● **Assigned task**
Each line in the records below that has the word "decay" should be copied.

Saved data entries
Segment Open

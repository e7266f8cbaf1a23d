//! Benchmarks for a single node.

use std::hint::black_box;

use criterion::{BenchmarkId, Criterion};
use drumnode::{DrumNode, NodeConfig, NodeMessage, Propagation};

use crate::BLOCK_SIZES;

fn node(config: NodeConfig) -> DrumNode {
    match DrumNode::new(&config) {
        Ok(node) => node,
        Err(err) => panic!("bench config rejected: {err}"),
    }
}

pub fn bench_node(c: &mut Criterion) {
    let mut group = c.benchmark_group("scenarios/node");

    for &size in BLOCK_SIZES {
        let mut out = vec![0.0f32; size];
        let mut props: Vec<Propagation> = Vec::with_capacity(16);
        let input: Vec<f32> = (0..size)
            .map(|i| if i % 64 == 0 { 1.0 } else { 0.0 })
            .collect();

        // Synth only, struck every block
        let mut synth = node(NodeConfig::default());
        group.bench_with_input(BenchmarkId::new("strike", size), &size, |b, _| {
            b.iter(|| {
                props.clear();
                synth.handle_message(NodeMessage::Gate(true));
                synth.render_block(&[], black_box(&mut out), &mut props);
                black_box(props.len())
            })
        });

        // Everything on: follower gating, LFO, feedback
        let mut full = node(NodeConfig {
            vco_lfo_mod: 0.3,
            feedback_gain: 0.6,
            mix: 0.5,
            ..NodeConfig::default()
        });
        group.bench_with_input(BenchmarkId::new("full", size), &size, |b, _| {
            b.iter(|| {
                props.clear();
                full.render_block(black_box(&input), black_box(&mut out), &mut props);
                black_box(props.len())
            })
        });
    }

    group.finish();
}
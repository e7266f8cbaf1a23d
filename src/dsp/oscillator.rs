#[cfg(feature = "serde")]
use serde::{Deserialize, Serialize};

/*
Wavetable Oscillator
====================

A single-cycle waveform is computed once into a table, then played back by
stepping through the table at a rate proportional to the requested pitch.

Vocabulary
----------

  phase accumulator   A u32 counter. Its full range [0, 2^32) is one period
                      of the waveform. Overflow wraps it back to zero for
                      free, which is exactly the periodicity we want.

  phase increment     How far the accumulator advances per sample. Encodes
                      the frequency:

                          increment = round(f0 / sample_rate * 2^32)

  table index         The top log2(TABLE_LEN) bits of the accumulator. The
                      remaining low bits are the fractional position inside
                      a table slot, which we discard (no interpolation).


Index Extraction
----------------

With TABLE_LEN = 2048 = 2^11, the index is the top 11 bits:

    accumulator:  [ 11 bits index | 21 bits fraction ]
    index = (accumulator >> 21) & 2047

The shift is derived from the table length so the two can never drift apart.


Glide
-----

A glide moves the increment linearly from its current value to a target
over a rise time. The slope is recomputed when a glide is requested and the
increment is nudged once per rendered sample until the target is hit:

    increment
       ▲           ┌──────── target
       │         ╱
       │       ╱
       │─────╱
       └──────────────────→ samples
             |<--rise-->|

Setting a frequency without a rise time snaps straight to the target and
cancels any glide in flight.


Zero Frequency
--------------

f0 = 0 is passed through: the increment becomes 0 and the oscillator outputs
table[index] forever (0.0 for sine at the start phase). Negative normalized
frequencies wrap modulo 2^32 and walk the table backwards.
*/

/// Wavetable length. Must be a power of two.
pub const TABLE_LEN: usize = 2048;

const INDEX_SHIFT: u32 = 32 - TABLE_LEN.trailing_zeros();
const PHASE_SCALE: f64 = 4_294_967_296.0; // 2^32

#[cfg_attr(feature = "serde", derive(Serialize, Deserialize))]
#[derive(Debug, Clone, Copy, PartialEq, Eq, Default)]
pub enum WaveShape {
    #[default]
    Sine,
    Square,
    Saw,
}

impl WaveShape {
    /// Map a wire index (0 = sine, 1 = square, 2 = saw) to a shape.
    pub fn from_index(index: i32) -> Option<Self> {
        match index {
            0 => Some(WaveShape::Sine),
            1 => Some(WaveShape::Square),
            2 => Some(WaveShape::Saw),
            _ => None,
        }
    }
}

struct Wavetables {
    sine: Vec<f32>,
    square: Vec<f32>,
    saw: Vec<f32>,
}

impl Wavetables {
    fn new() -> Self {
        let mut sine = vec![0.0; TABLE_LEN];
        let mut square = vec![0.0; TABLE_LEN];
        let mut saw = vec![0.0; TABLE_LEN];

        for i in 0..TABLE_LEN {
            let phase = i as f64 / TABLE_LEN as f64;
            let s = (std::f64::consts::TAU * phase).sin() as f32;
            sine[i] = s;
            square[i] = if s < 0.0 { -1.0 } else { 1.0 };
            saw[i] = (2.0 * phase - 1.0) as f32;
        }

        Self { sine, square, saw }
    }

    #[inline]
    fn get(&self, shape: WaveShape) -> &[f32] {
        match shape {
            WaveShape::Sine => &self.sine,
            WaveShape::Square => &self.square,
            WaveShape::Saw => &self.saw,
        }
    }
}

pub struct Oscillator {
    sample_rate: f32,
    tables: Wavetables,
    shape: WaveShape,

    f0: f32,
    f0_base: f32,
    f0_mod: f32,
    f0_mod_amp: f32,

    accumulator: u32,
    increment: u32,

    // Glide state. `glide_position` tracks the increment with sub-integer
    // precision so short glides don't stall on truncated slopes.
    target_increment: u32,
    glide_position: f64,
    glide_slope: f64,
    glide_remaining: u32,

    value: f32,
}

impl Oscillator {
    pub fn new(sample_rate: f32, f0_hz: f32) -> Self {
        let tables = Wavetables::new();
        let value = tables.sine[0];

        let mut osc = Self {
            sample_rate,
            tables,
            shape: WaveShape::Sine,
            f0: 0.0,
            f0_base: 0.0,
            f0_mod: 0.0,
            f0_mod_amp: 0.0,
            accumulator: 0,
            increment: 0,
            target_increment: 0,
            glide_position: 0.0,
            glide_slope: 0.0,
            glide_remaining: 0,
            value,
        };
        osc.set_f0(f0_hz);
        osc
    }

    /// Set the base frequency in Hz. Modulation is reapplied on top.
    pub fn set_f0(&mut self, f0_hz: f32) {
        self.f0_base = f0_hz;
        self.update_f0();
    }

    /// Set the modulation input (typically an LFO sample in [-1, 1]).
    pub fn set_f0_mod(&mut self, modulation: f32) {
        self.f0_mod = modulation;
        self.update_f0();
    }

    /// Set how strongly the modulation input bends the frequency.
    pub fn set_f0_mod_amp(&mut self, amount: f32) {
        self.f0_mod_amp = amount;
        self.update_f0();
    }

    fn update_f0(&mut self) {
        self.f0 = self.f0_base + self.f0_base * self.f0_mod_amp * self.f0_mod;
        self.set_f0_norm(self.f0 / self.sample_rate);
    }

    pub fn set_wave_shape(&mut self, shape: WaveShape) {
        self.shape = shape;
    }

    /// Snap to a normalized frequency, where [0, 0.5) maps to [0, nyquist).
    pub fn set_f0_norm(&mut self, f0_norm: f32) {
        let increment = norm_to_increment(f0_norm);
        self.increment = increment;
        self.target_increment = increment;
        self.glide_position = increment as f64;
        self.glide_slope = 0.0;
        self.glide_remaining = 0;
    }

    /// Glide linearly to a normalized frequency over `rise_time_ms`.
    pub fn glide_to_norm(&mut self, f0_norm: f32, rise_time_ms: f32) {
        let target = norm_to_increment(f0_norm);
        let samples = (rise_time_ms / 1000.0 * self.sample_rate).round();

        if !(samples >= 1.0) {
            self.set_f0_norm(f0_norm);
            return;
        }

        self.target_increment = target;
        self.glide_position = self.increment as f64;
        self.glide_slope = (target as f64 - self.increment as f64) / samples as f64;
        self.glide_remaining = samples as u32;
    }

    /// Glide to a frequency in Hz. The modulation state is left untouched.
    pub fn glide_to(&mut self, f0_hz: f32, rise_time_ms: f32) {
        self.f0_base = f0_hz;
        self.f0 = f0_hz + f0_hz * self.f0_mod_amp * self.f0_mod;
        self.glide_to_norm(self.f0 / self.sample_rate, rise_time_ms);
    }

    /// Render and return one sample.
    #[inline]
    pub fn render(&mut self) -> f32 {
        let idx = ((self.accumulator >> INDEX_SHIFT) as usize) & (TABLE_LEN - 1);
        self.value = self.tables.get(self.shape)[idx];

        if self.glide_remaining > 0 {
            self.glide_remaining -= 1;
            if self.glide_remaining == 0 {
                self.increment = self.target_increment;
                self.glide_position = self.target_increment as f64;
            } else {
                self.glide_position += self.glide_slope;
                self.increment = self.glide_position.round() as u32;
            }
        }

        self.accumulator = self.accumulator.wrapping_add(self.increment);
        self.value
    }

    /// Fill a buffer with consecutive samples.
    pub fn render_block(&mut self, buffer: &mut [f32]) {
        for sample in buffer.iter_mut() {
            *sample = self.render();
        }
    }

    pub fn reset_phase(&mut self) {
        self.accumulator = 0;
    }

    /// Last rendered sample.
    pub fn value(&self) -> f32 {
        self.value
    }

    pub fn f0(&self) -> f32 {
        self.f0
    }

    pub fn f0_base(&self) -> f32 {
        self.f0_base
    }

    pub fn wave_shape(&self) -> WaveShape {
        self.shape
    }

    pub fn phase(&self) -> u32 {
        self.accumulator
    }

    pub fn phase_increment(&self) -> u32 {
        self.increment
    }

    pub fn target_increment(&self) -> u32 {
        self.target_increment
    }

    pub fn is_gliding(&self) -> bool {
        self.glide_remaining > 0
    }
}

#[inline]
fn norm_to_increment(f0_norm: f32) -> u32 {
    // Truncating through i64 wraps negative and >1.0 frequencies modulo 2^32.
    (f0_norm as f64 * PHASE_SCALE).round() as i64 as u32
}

Segment Closed
Segment Open

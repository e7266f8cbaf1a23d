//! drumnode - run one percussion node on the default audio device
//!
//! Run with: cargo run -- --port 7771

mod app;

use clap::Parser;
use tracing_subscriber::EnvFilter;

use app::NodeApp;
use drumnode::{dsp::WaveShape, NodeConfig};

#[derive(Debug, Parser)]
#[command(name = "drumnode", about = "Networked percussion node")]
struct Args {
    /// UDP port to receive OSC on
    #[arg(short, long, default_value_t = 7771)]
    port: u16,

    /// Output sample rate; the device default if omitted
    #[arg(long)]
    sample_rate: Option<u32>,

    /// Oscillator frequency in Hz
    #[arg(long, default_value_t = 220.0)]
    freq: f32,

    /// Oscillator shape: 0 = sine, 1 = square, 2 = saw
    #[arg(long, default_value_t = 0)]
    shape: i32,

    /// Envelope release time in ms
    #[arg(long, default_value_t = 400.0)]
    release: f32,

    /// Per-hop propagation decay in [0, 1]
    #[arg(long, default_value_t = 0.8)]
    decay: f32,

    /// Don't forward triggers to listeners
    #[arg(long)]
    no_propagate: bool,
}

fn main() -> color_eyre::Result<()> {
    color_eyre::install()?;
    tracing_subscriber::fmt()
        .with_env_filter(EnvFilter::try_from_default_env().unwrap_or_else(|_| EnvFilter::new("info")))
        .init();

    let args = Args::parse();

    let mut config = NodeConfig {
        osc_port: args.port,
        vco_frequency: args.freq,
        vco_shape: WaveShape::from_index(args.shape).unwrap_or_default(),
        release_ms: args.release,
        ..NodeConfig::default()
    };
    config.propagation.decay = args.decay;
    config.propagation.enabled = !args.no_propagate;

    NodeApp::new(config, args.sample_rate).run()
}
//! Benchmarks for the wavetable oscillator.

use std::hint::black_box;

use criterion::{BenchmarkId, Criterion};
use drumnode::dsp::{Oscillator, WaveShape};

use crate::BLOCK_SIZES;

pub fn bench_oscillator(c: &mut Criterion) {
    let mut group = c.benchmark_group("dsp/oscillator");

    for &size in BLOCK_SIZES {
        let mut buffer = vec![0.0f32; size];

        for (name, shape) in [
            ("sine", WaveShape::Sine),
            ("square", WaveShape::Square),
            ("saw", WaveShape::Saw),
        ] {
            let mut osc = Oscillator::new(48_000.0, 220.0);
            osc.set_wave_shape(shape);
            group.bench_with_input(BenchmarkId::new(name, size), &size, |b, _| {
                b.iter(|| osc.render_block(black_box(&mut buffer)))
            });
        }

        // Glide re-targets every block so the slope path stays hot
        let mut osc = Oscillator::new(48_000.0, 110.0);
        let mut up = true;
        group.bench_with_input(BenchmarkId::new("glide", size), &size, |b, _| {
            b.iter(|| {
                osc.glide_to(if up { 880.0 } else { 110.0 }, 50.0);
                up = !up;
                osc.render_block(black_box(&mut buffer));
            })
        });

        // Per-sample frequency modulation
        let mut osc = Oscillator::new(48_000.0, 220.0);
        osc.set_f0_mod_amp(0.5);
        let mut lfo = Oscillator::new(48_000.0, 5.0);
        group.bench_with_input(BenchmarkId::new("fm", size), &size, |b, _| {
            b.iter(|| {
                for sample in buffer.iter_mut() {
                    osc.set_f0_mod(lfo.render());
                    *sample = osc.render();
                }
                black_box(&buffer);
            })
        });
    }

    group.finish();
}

Segment Closed

● **Task response**
    /// Per-hop propagation decay in [0, 1]
    decay: f32,
    config.propagation.decay = args.decay;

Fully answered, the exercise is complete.